▶ Assigned task
Count how many lines hold "await" in the records, and respond with that number by itself.

--- Exercise data Enclosed Below ---

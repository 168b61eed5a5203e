//! Shard worker process: render pool + pipeline + notifier behind one queue
//! consumer, optionally pinned to a `(site, geoid, category)` shard.

use std::sync::Arc;

use anyhow::{Context, Result};
use clap::Parser;
use tracing::{info, warn};

use dealbot_backend::config::{region_map, Settings};
use dealbot_backend::crypto::KeyRing;
use dealbot_backend::notifier::{Monitoring, Notifier};
use dealbot_backend::observability::{self, CategoryStats, ListingStats};
use dealbot_backend::processing::Pipeline;
use dealbot_backend::queue::{RedisQueue, Shard};
use dealbot_backend::scrapers::{AdapterRegistry, RenderPool, SelectorRegistry};
use dealbot_backend::storage::{SnapshotStore, Store};
use dealbot_backend::worker::Worker;

#[derive(Debug, Parser)]
#[command(name = "dealbot-worker", about = "Shard worker for the deal pipeline")]
struct Args {
    /// Shard pin: site (ozon|market).
    #[arg(long, env = "WORKER_SITE")]
    site: Option<String>,
    /// Shard pin: geoid.
    #[arg(long, env = "WORKER_GEOID")]
    geoid: Option<String>,
    /// Shard pin: category.
    #[arg(long, env = "WORKER_CATEGORY")]
    category: Option<String>,
    /// Consumer name inside the group.
    #[arg(long, env = "WORKER_CONSUMER", default_value = "worker-1")]
    consumer: String,
}

#[tokio::main]
async fn main() -> Result<()> {
    let args = Args::parse();
    let settings = Settings::from_env();
    observability::logging::init();
    observability::metrics::install_exporter(settings.metrics_port)?;

    let crypto = match settings.data_encryption_key.as_deref() {
        Some(spec) => Some(KeyRing::from_spec(spec).context("parse DATA_ENCRYPTION_KEY")?),
        None => {
            warn!("DATA_ENCRYPTION_KEY not set; user fields are stored in plaintext");
            None
        }
    };
    let store = Store::open(settings.db_path(), crypto).context("open store")?;

    let selectors = SelectorRegistry::load(&settings.selectors_file)
        .unwrap_or_else(|err| {
            warn!(%err, "selectors file missing or invalid; using built-in defaults");
            SelectorRegistry::default()
        });
    let adapters = Arc::new(AdapterRegistry::new(selectors, region_map()));

    let snapshots = SnapshotStore::from_settings(&settings)?;
    let render = Arc::new(RenderPool::start(&settings, snapshots.clone()).await?);

    let queue = RedisQueue::connect(&settings.redis_url, &settings.queue_stream).await?;

    let notifier = match settings.telegram_bot_token.clone() {
        Some(token) => {
            let client = redis::Client::open(settings.redis_url.as_str())?;
            let redis = redis::aio::ConnectionManager::new(client).await?;
            Some(Arc::new(Notifier::new(
                redis,
                token,
                settings.daily_msg_limit,
            )))
        }
        None => None,
    };

    let pipeline = Arc::new(Pipeline {
        store: store.clone(),
        render: render.clone(),
        adapters,
        snapshots,
        monitoring: Arc::new(Monitoring::from_settings(&settings)),
        listing_stats: Arc::new(ListingStats::new()),
        category_stats: Arc::new(CategoryStats::new()),
        shipping_cost: settings.shipping_cost,
        default_geoid: settings.default_geoid.clone(),
    });

    let shard = Shard {
        site: args.site,
        geoid: args.geoid,
        category: args.category,
    };
    let worker = Worker::new(
        queue,
        pipeline,
        store,
        notifier,
        settings.tg_chat_id,
        shard,
        args.consumer,
    );

    info!("worker up");
    tokio::select! {
        result = worker.run() => result?,
        _ = tokio::signal::ctrl_c() => info!("shutting down"),
    }
    render.stop().await;
    Ok(())
}
pub mod bot;
pub mod monitoring;

pub use bot::{Notifier, DEFAULT_CHUNK_SIZE};
pub use monitoring::Monitoring;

--- End of Enclosed Exercise data ---

▶ Your response
4